** Try it **
Every line with the string "receipt" should be copied from the data.

■ ■ ■

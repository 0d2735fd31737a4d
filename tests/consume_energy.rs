use std::sync::Arc;
use std::time::Duration;

use energy_ledger::{
    ConsumeOutcome, Energy, EnergyCoordinator, IdempotencyKey, InMemoryLedger, LedgerConfig,
    LedgerStore, LedgerTransaction, NewConsumption, OutcomeClass, classify,
};

fn coordinator_with(balance: u64) -> Arc<EnergyCoordinator<InMemoryLedger>> {
    let ledger = InMemoryLedger::new(LedgerConfig::default());
    ledger.open_account(1, Energy(balance)).unwrap();
    Arc::new(EnergyCoordinator::new(ledger))
}

async fn consume_concurrently(
    coordinator: &Arc<EnergyCoordinator<InMemoryLedger>>,
    requests: Vec<(u64, String)>,
) -> Vec<ConsumeOutcome> {
    let handles: Vec<_> = requests
        .into_iter()
        .map(|(amount, key)| {
            let coordinator = Arc::clone(coordinator);
            tokio::spawn(async move { coordinator.consume_raw(1, Energy(amount), key).await })
        })
        .collect();

    let mut outcomes = Vec::new();
    for handle in handles {
        outcomes.push(handle.await.unwrap());
    }
    outcomes
}

#[tokio::test]
async fn sequential_consumption_and_refusal() {
    let coordinator = coordinator_with(100);
    let ledger = coordinator.store();

    let first = coordinator.consume_raw(1, Energy(60), "k1").await;
    assert_eq!(first.receipt().unwrap().remaining_energy, Energy(40));
    assert_eq!(ledger.consumption_count(), 1);

    let second = coordinator.consume_raw(1, Energy(60), "k2").await;
    assert_eq!(
        second,
        ConsumeOutcome::InsufficientEnergy {
            account_id: 1,
            requested: Energy(60),
            available: Energy(40),
        }
    );
    assert_eq!(ledger.balance(1), Some(Energy(40)));
    assert_eq!(ledger.consumption_count(), 1);
}

#[tokio::test]
async fn balance_progresses_across_distinct_keys() {
    let coordinator = coordinator_with(100);

    let a = coordinator.consume_raw(1, Energy(30), "k3").await;
    let b = coordinator.consume_raw(1, Energy(20), "k4").await;

    assert_eq!(a.receipt().unwrap().remaining_energy, Energy(70));
    assert_eq!(b.receipt().unwrap().remaining_energy, Energy(50));
    assert_ne!(a.receipt().unwrap().record_id, b.receipt().unwrap().record_id);

    let records = coordinator.store().consumptions_for(1);
    assert_eq!(records.len(), 2);
    assert_eq!(records[0].idempotency_key.as_str(), "k3");
    assert_eq!(records[1].idempotency_key.as_str(), "k4");
}

#[tokio::test]
async fn insufficient_balance_leaves_everything_untouched() {
    let coordinator = coordinator_with(100);
    coordinator.consume_raw(1, Energy(10), "seed").await;
    let before_balance = coordinator.store().balance(1);
    let before_records = coordinator.store().consumptions_for(1);

    let outcome = coordinator.consume_raw(1, Energy(200), "too-much").await;

    assert_eq!(classify(&outcome), OutcomeClass::CallerError);
    assert_eq!(coordinator.store().balance(1), before_balance);
    assert_eq!(coordinator.store().consumptions_for(1), before_records);
}

#[tokio::test]
async fn replay_after_the_balance_dropped_is_still_a_replay() {
    let coordinator = coordinator_with(100);

    assert!(coordinator.consume_raw(1, Energy(60), "k1").await.is_success());
    let replay = coordinator.consume_raw(1, Energy(60), "k1").await;

    assert!(matches!(replay, ConsumeOutcome::IdempotencyReplay { .. }));
    assert_eq!(coordinator.store().balance(1), Some(Energy(40)));
}

#[tokio::test]
async fn replay_returns_already_processed_and_original_record() {
    let coordinator = coordinator_with(100);

    let first = coordinator.consume_raw(1, Energy(20), "key-idempotent-1").await;
    let second = coordinator.consume_raw(1, Energy(20), "key-idempotent-1").await;

    assert!(first.is_success());
    assert_eq!(classify(&second), OutcomeClass::AlreadyProcessed);
    assert_eq!(coordinator.store().balance(1), Some(Energy(80)));
    assert_eq!(coordinator.store().consumption_count(), 1);

    let ConsumeOutcome::IdempotencyReplay { idempotency_key } = second else {
        panic!("expected replay, got {:?}", second);
    };
    let original = coordinator.store().record_by_key(&idempotency_key).unwrap();
    assert_eq!(original.id, first.receipt().unwrap().record_id);
}

fn requests(pairs: &[(u64, &str)]) -> Vec<(u64, String)> {
    pairs
        .iter()
        .map(|(amount, key)| (*amount, key.to_string()))
        .collect()
}

#[tokio::test(flavor = "multi_thread", worker_threads = 4)]
async fn concurrent_same_key_deducts_once() {
    let coordinator = coordinator_with(100);

    let outcomes = consume_concurrently(&coordinator, requests(&[(60, "k1"), (60, "k1")])).await;

    let successes = outcomes.iter().filter(|o| o.is_success()).count();
    let replays = outcomes
        .iter()
        .filter(|o| matches!(o, ConsumeOutcome::IdempotencyReplay { .. }))
        .count();
    assert_eq!((successes, replays), (1, 1));
    assert_eq!(coordinator.store().balance(1), Some(Energy(40)));
    assert_eq!(coordinator.store().consumption_count(), 1);
}

#[tokio::test(flavor = "multi_thread", worker_threads = 4)]
async fn concurrent_replays_of_a_small_request() {
    let coordinator = coordinator_with(100);

    let outcomes = consume_concurrently(
        &coordinator,
        requests(&[(30, "k1"), (30, "k1"), (30, "k1")]),
    )
    .await;

    let successes = outcomes.iter().filter(|o| o.is_success()).count();
    let replays = outcomes
        .iter()
        .filter(|o| matches!(o, ConsumeOutcome::IdempotencyReplay { .. }))
        .count();
    assert_eq!((successes, replays), (1, 2));
    assert_eq!(coordinator.store().balance(1), Some(Energy(70)));
    assert_eq!(coordinator.store().consumption_count(), 1);
}

#[tokio::test(flavor = "multi_thread", worker_threads = 4)]
async fn concurrent_distinct_keys_never_overdraw() {
    let coordinator = coordinator_with(100);

    let outcomes = consume_concurrently(&coordinator, requests(&[(60, "k1"), (60, "k2")])).await;

    let successes = outcomes.iter().filter(|o| o.is_success()).count();
    let refused = outcomes
        .iter()
        .filter(|o| {
            matches!(
                o,
                ConsumeOutcome::InsufficientEnergy {
                    available: Energy(40),
                    ..
                }
            )
        })
        .count();
    assert_eq!((successes, refused), (1, 1));
    assert_eq!(coordinator.store().balance(1), Some(Energy(40)));
    assert_eq!(coordinator.store().consumption_count(), 1);
}

#[tokio::test(flavor = "multi_thread", worker_threads = 8)]
async fn no_lost_update_under_contention() {
    let coordinator = coordinator_with(1_000);
    let batch = (0..50).map(|i| (20, format!("req-{}", i))).collect();

    let outcomes = consume_concurrently(&coordinator, batch).await;

    assert!(outcomes.iter().all(|o| o.is_success()));
    assert_eq!(coordinator.store().balance(1), Some(Energy::ZERO));
    assert_eq!(coordinator.store().consumption_count(), 50);

    // The account is drained; one more request is refused, not overdrawn.
    let extra = coordinator.consume_raw(1, Energy(1), "req-extra").await;
    assert!(matches!(extra, ConsumeOutcome::InsufficientEnergy { .. }));
    assert_eq!(coordinator.store().balance(1), Some(Energy::ZERO));
}

#[tokio::test(flavor = "multi_thread", worker_threads = 4)]
async fn oversubscribed_account_grants_exactly_what_fits() {
    let coordinator = coordinator_with(100);
    let batch = requests(&[(30, "a"), (30, "b"), (30, "c"), (30, "d"), (30, "e")]);

    let outcomes = consume_concurrently(&coordinator, batch).await;

    let granted: u64 = outcomes
        .iter()
        .filter_map(|o| o.receipt())
        .map(|r| r.amount_consumed.units())
        .sum();
    assert_eq!(granted, 90);
    assert_eq!(coordinator.store().balance(1), Some(Energy(100 - granted)));
    assert_eq!(coordinator.store().consumption_count(), 3);
}

#[tokio::test]
async fn lock_timeout_is_transient_and_retry_succeeds() {
    let ledger = InMemoryLedger::new(
        LedgerConfig::default().with_lock_timeout(Duration::from_millis(50)),
    );
    ledger.open_account(1, Energy(100)).unwrap();
    let coordinator = EnergyCoordinator::new(ledger.clone());

    // Another unit of work holds the row lock.
    let mut holder = ledger.begin().await.unwrap();
    holder.lock_account(1).await.unwrap();

    let outcome = coordinator.consume_raw(1, Energy(10), "k1").await;
    assert!(matches!(outcome, ConsumeOutcome::TransientFailure { .. }));
    assert!(classify(&outcome).is_retryable());
    assert_eq!(ledger.balance(1), Some(Energy(100)));

    holder.rollback().await;

    let retry = coordinator.consume_raw(1, Energy(10), "k1").await;
    assert_eq!(retry.receipt().unwrap().remaining_energy, Energy(90));
}

#[tokio::test]
async fn cancelled_consume_leaves_no_trace() {
    let ledger = InMemoryLedger::new(LedgerConfig::default());
    ledger.open_account(1, Energy(100)).unwrap();
    let coordinator = Arc::new(EnergyCoordinator::new(ledger.clone()));

    let mut holder = ledger.begin().await.unwrap();
    holder.lock_account(1).await.unwrap();

    // Parked on the row lock, then cancelled.
    let waiting = {
        let coordinator = Arc::clone(&coordinator);
        tokio::spawn(async move { coordinator.consume_raw(1, Energy(10), "k1").await })
    };
    tokio::task::yield_now().await;
    waiting.abort();
    assert!(waiting.await.unwrap_err().is_cancelled());

    holder.rollback().await;

    assert_eq!(ledger.balance(1), Some(Energy(100)));
    assert_eq!(ledger.consumption_count(), 0);
    assert!(coordinator.consume_raw(1, Energy(10), "k1").await.is_success());
}

#[tokio::test]
async fn different_accounts_do_not_contend() {
    let ledger = InMemoryLedger::new(
        LedgerConfig::default().with_lock_timeout(Duration::from_millis(50)),
    );
    ledger.open_account(1, Energy(100)).unwrap();
    ledger.open_account(2, Energy(100)).unwrap();
    let coordinator = EnergyCoordinator::new(ledger.clone());

    let mut holder = ledger.begin().await.unwrap();
    holder.lock_account(1).await.unwrap();

    let outcome = coordinator.consume_raw(2, Energy(10), "other-account").await;
    assert_eq!(outcome.receipt().unwrap().remaining_energy, Energy(90));

    holder.rollback().await;
}

async fn key_held_by_an_open_unit_of_work(
    key: &str,
) -> (Arc<EnergyCoordinator<InMemoryLedger>>, <InMemoryLedger as LedgerStore>::Tx) {
    let ledger = InMemoryLedger::new(LedgerConfig::default());
    ledger.open_account(1, Energy(100)).unwrap();
    ledger.open_account(2, Energy(100)).unwrap();

    let mut holder = ledger.begin().await.unwrap();
    holder.lock_account(1).await.unwrap();
    holder
        .insert_consumption(NewConsumption {
            account_id: 1,
            amount: Energy(10),
            idempotency_key: IdempotencyKey::parse(key).unwrap(),
        })
        .await
        .unwrap();

    (Arc::new(EnergyCoordinator::new(ledger)), holder)
}

#[tokio::test]
async fn same_key_on_another_account_proceeds_when_the_holder_rolls_back() {
    let (coordinator, holder) = key_held_by_an_open_unit_of_work("k").await;

    let waiting = {
        let coordinator = Arc::clone(&coordinator);
        tokio::spawn(async move { coordinator.consume_raw(2, Energy(10), "k").await })
    };
    tokio::task::yield_now().await;
    assert!(!waiting.is_finished());

    holder.rollback().await;

    let outcome = waiting.await.unwrap();
    let receipt = outcome.receipt().unwrap();
    assert_eq!(receipt.account_id, 2);
    assert_eq!(receipt.remaining_energy, Energy(90));
    assert_eq!(coordinator.store().balance(1), Some(Energy(100)));
}

#[tokio::test]
async fn same_key_on_another_account_is_a_replay_when_the_holder_commits() {
    let (coordinator, mut holder) = key_held_by_an_open_unit_of_work("k").await;
    holder.decrement_balance(1, Energy(10)).await.unwrap();

    let waiting = {
        let coordinator = Arc::clone(&coordinator);
        tokio::spawn(async move { coordinator.consume_raw(2, Energy(10), "k").await })
    };
    tokio::task::yield_now().await;
    assert!(!waiting.is_finished());

    holder.commit().await.unwrap();

    let outcome = waiting.await.unwrap();
    assert_eq!(classify(&outcome), OutcomeClass::AlreadyProcessed);
    assert_eq!(coordinator.store().balance(1), Some(Energy(90)));
    assert_eq!(coordinator.store().balance(2), Some(Energy(100)));
    assert_eq!(coordinator.store().consumption_count(), 1);
}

■ ■ ■

** Task answer **
    assert_eq!(first.receipt().unwrap().remaining_energy, Energy(40));
    assert_eq!(a.receipt().unwrap().remaining_energy, Energy(70));
    assert_eq!(b.receipt().unwrap().remaining_energy, Energy(50));
    assert_ne!(a.receipt().unwrap().record_id, b.receipt().unwrap().record_id);
    assert_eq!(original.id, first.receipt().unwrap().record_id);
        .filter_map(|o| o.receipt())
    assert_eq!(retry.receipt().unwrap().remaining_energy, Energy(90));
    assert_eq!(outcome.receipt().unwrap().remaining_energy, Energy(90));
    let receipt = outcome.receipt().unwrap();
    assert_eq!(receipt.account_id, 2);
    assert_eq!(receipt.remaining_energy, Energy(90));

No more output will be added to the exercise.